F3 – the role of the family, especially at home, we try to encourage them very, very much, because we've been living with this situation for almost 11 years [...] there's that saying, living and learning [...] the way we seek help, and how we live with people with this problem, you have to be patient, have a lot of patience.

F5 – The family is the patient's structure; you have to be patient in the first place. I believe that care, protection, showing that you care -it's hard. And there comes a time when it affects the relatives themselves, more than the patient himself. You have to pay attention, give care and protect.

The family tries to see to the needs of the patient by providing care and, especially, patience within the relationship, in learning to cope with the situation. In this case, the bonds of solidarity are predominant, since all the family members have to organize themselves to face the process of caring for a loved one with a psychiatric disorder(6-7).

In the testimonies, however, there is the issue of family overload, as the relatives still see the patient as a person with decreased capability to perform activities in his or her life, needing to be monitored or protected(10).

F4 – I think it's important for the family to help, because, to start with, they can't take care of themselves. Someone needs to be around to take care of them. It's really demanding for us, there are times when we think about giving it all up because it won't change anything.

The testimony of this relative shows that the patient is considered incapable by the family, who does not understand the mental illness and the patient's way of experiencing it. Therefore, care becomes a burden, as the patient is considered to lack autonomy, or as someone who will not exert autonomy without changes in attitude. All of this makes everyday relationships more difficult to sustain. This form of misunderstanding stems from the lack of knowledge about the process of the illness and the possibilities for social reinsertion, based on a treatment supported by lifelong projects.

Two relatives show the fragility of the affective bonds with other family members, or even the possibility of rejection.

F1 – If she weren't rejected by other family members, she could be much better. She's been sick since she was 18. She completed the eighth grade, she had a job. So, I think she misses a lot of people in the family.

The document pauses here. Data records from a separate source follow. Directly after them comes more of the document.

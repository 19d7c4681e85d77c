//! Interactive browsing: one input line per user gesture.
//!
//! Lines map onto listing actions:
//!
//! | input                     | action                          |
//! |---------------------------|---------------------------------|
//! | `some words`, `/search x` | search keystrokes (deferred)    |
//! | `/tag x`, `/category x`   | `SET_FACET`                     |
//! | `/tags a,b`               | `SET_FACETS`                    |
//! | `/view grid`, `/list`     | `SET_VIEW_MODE`                 |
//! | `/sort oldest`, `/sort`   | `SET_SORT_ORDER`, `TOGGLE_SORT_ORDER` |
//! | `/clear`                  | `CLEAR_FILTERS`                 |
//! | `{"type": ...}`           | the JSON action as-is           |
//!
//! Anything unrecognized becomes [`Action::Unknown`], which the reducer
//! ignores.

use super::render::{render_listing, Card, RenderOptions};
use super::styles;
use folio::listing::Listing;
use folio::predicate::FacetStrategy;
use folio::state::{Action, ViewMode};
use std::io::{self, BufRead, Write};
use tracing::{debug, warn};

pub const CLEAR_HINT: &str = "/clear";

const HELP: &str = "\
Type words to search, or:
  /tag <value>       toggle a tag (blog) or pick a category (projects)
  /tags <a,b>        replace the facet selection
  /view grid|list    switch view (also /grid, /list)
  /sort [newest|oldest]  set or flip the sort order
  /clear             clear search and facets
  /help              this text
  /quit              leave";

#[derive(Debug, Clone, PartialEq)]
pub enum Command {
    /// Search input, applied one keystroke at a time.
    Search(String),
    Dispatch(Action),
    Help,
    Quit,
}

/// Parses one input line. Blank lines yield `None`.
pub fn parse_line(line: &str) -> Option<Command> {
    let line = line.trim();
    if line.is_empty() {
        return None;
    }

    if line.starts_with('{') {
        let action = serde_json::from_str::<Action>(line).unwrap_or_else(|e| {
            warn!(error = %e, "unreadable action, ignoring");
            Action::Unknown
        });
        return Some(Command::Dispatch(action));
    }

    let Some(command) = line.strip_prefix('/') else {
        return Some(Command::Search(line.to_string()));
    };

    let (name, rest) = match command.split_once(char::is_whitespace) {
        Some((name, rest)) => (name, rest.trim()),
        None => (command, ""),
    };

    let parsed = match name.to_lowercase().as_str() {
        "search" | "s" => Command::Search(rest.to_string()),
        "tag" | "category" | "facet" | "t" | "c" if !rest.is_empty() => {
            Command::Dispatch(Action::SetFacet(rest.to_string()))
        }
        "tags" | "categories" => Command::Dispatch(Action::SetFacets(
            rest.split(',')
                .map(str::trim)
                .filter(|v| !v.is_empty())
                .map(str::to_string)
                .collect(),
        )),
        "view" | "v" => rest
            .parse()
            .map(|mode| Command::Dispatch(Action::SetViewMode(mode)))
            .unwrap_or(Command::Dispatch(Action::Unknown)),
        "grid" => Command::Dispatch(Action::SetViewMode(ViewMode::Grid)),
        "list" => Command::Dispatch(Action::SetViewMode(ViewMode::List)),
        "sort" if rest.is_empty() => Command::Dispatch(Action::ToggleSortOrder),
        "sort" => rest
            .parse()
            .map(|order| Command::Dispatch(Action::SetSortOrder(order)))
            .unwrap_or(Command::Dispatch(Action::Unknown)),
        "clear" => Command::Dispatch(Action::ClearFilters),
        "help" | "h" | "?" => Command::Help,
        "quit" | "q" | "exit" => Command::Quit,
        _ => Command::Dispatch(Action::Unknown),
    };
    Some(parsed)
}

/// Every prefix of `text`, as a user typing it would produce.
fn keystrokes(text: &str) -> Vec<String> {
    if text.is_empty() {
        return vec![String::new()];
    }
    text.char_indices()
        .map(|(i, c)| text[..i + c.len_utf8()].to_string())
        .collect()
}

/// Feeds `text` through the deferred search one keystroke at a time and
/// settles the tickets in order. Only the last one is still current.
pub fn type_search<I: Card, F: FacetStrategy>(listing: &mut Listing<'_, I, F>, text: &str) -> bool {
    let tickets: Vec<_> = keystrokes(text)
        .into_iter()
        .map(|prefix| listing.defer_search(prefix))
        .collect();
    tickets
        .into_iter()
        .fold(false, |changed, ticket| listing.settle_search(ticket) || changed)
}

/// Renders the listing, then reads commands until `/quit` or end of input.
pub fn run_browse<I, F, R, W>(
    listing: &mut Listing<'_, I, F>,
    opts: &RenderOptions<'_>,
    input: R,
    out: &mut W,
) -> io::Result<()>
where
    I: Card,
    F: FacetStrategy,
    R: BufRead,
    W: Write,
{
    write!(out, "{}", render_listing(listing, opts, CLEAR_HINT))?;

    for line in input.lines() {
        let line = line?;
        let Some(command) = parse_line(&line) else {
            continue;
        };
        debug!(?command, "browse input");

        let changed = match command {
            Command::Quit => break,
            Command::Help => {
                writeln!(out, "{}", HELP)?;
                continue;
            }
            Command::Search(text) => type_search(listing, &text),
            Command::Dispatch(Action::Unknown) => {
                listing.dispatch(Action::Unknown);
                writeln!(
                    out,
                    "{}",
                    opts.painter
                        .paint(&styles::HINT, &format!("Unrecognized input: {} (/help)", line.trim()))
                )?;
                continue;
            }
            Command::Dispatch(action) => listing.dispatch(action),
        };

        if changed {
            writeln!(out)?;
            write!(out, "{}", render_listing(listing, opts, CLEAR_HINT))?;
        } else {
            writeln!(out, "{}", opts.painter.paint(&styles::HINT, "(no change)"))?;
        }
    }
    out.flush()
}

#[cfg(test)]
mod tests {
    use super::*;
    use crate::cli::fixtures::sample_posts;
    use crate::cli::render::LINE_WIDTH;
    use crate::cli::styles::Painter;
    use folio::i18n::Labels;
    use folio::listing::BlogListing;
    use folio::model::{Post, Section};
    use folio::projection::ListingConfig;
    use folio::state::SortOrder;
    use std::io::Cursor;

    fn browse<'a>(posts: &'a [Post], input: &str) -> (String, BlogListing<'a>) {
        let labels = Labels::english();
        let opts = RenderOptions {
            labels: &labels,
            lang: "en",
            section: Section::Blog,
            grid_columns: 2,
            summary_chars: 120,
            width: LINE_WIDTH,
            painter: Painter::new(false),
        };
        let mut listing = BlogListing::new(posts, ListingConfig::flat());
        let mut out = Vec::new();
        run_browse(&mut listing, &opts, Cursor::new(input.to_string()), &mut out).unwrap();
        (String::from_utf8(out).unwrap(), listing)
    }

    #[test]
    fn parses_slash_commands() {
        assert_eq!(
            parse_line("/tag rust"),
            Some(Command::Dispatch(Action::SetFacet("rust".into())))
        );
        assert_eq!(
            parse_line("/tags rust, go ,"),
            Some(Command::Dispatch(Action::SetFacets(vec![
                "rust".into(),
                "go".into()
            ])))
        );
        assert_eq!(
            parse_line("/sort"),
            Some(Command::Dispatch(Action::ToggleSortOrder))
        );
        assert_eq!(
            parse_line("/sort oldest"),
            Some(Command::Dispatch(Action::SetSortOrder(SortOrder::Oldest)))
        );
        assert_eq!(
            parse_line("/list"),
            Some(Command::Dispatch(Action::SetViewMode(ViewMode::List)))
        );
        assert_eq!(parse_line("/q"), Some(Command::Quit));
        assert_eq!(parse_line("   "), None);
    }

    #[test]
    fn plain_text_is_search_input() {
        assert_eq!(
            parse_line("  go cache "),
            Some(Command::Search("go cache".into()))
        );
        assert_eq!(parse_line("/search"), Some(Command::Search(String::new())));
    }

    #[test]
    fn unrecognized_input_becomes_unknown() {
        assert_eq!(
            parse_line("/frobnicate"),
            Some(Command::Dispatch(Action::Unknown))
        );
        assert_eq!(
            parse_line("/view table"),
            Some(Command::Dispatch(Action::Unknown))
        );
        assert_eq!(
            parse_line(r#"{"type":"FROBNICATE"}"#),
            Some(Command::Dispatch(Action::Unknown))
        );
        assert_eq!(parse_line("{not json"), Some(Command::Dispatch(Action::Unknown)));
        assert_eq!(
            parse_line(r#"{"type":"SET_THEME","payload":"dark"}"#),
            Some(Command::Dispatch(Action::Unknown))
        );
    }

    #[test]
    fn json_lines_dispatch_as_is() {
        assert_eq!(
            parse_line(r#"{"type":"SET_CATEGORY","payload":"Web"}"#),
            Some(Command::Dispatch(Action::SetFacet("Web".into())))
        );
    }

    #[test]
    fn keystrokes_cover_every_prefix() {
        assert_eq!(keystrokes("gö"), vec!["g", "gö"]);
        assert_eq!(keystrokes(""), vec![""]);
    }

    #[test]
    fn typed_search_settles_on_full_term() {
        let posts = sample_posts();
        let (out, listing) = browse(&posts, "go\n/quit\n");
        assert_eq!(listing.state().search_term, "go");
        assert!(!listing.has_pending_search());
        let after = out.rsplit("> go\n").next().unwrap();
        assert!(after.contains("Go Cache"));
        assert!(!after.contains("Rust Parser"));
    }

    #[test]
    fn empty_result_then_clear_restores() {
        let posts = sample_posts();
        let (out, listing) = browse(&posts, "zzz\n/clear\n");
        assert!(out.contains("No posts match your filters."));
        assert!(out.contains("Clear filters: /clear"));
        assert!(listing.state().is_unfiltered());
        assert!(out.ends_with(&format!("{}\n", "/en/blog/go-cache")));
    }

    #[test]
    fn unknown_input_leaves_state_alone() {
        let posts = sample_posts();
        let (out, listing) = browse(&posts, "/tag rust\n/bogus\n");
        assert!(out.contains("Unrecognized input: /bogus"));
        assert_eq!(listing.state().selected_facets.len(), 1);
    }

    #[test]
    fn repeated_action_reports_no_change() {
        let posts = sample_posts();
        let (out, _) = browse(&posts, "/grid\n");
        assert!(out.contains("(no change)"));
    }
}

F2 – I see that D... such as, when she's worried about something... with the other people in the family. She tends to improve, but when there's a period of abandonment, she goes down. If the families could change this way of seeing her... I used to see her as a burden, a thing, but that's not the way it is, you can live with it.

According to these brothers, the higher levels of overburdening are found in those who provide care for the patient, as the other relatives keep away and do not relate with the user as often.

The relatives acknowledge that this distancing is not good for the patients, as they feel abandoned and rejected. What happens in the community is often repeated in the family.

The testimonies of the relatives show the importance of the substitutive services in supporting the families, providing a sympathetic ear to their difficulties and doubts regarding how to cope with the disease of their relative, and the necessary changes that must be undertaken in order to live well within the community where they are inserted(7).

In the relatives' testimonies, we also find markers of the epistemological dimension, where the knowledge is supported by behaviors that demand protection of the mentally handicapped, indicating the danger posed by the mental patients and their lack of coping skills. The task placed on the healthcare sector is to dispel this way of conceiving psychic suffering(5).

The family and its relationship with the psychosocial healthcare center

The interviewed relatives pointed out the importance of the treatment at the substitutive service, where the working process is focused on welcoming. They say that each relative receives individual attention.

F2 – It's easy, because... they're willing to take your calls anytime you need, and also to provide clarifications, help you and support you; it's important. However, the most important thing at CAPS, I think, is that the CAPS staff taught me how to understand D, so it's easier to deal with her. With the contact we have with them, we learned a little more.

F4 – Dealing with them is as easy as it gets, they talk to me anytime I need them; I call them, they're always ready to answer, and I've never had any problem. It was always great to use the service here. When he has a problem, they try to help, they're always ready.

F6 – I found it really easy, it was good for A. He was admitted to hospital C. (a psychiatric hospital) several times; he had several crises there, every week he had to be admitted there. Then he started going to the CAPS, and after that he was admitted into the C only one more time. Then, he didn't have to go to the hospital anymore, it was a big improvement.

The relatives talk about being welcomed by the CAPS team no matter what their requirements were, either for clarification, orientation or to receive support whenever they needed it, which allows the relative to feel cared for. They also learn how to deal with situations that could have led to psychiatric hospitalizations before the involvement with CAPS.

Welcoming was a strategy used to see to the needs of the users and relatives, focused on establishing a working relationship. The meeting is initiated by a complaint; however, the service provides room for listening. It is a place for meetings, interventions and negotiations among workers, users and relatives, being a part of the working process as a possibility of establishing a conversational network (11).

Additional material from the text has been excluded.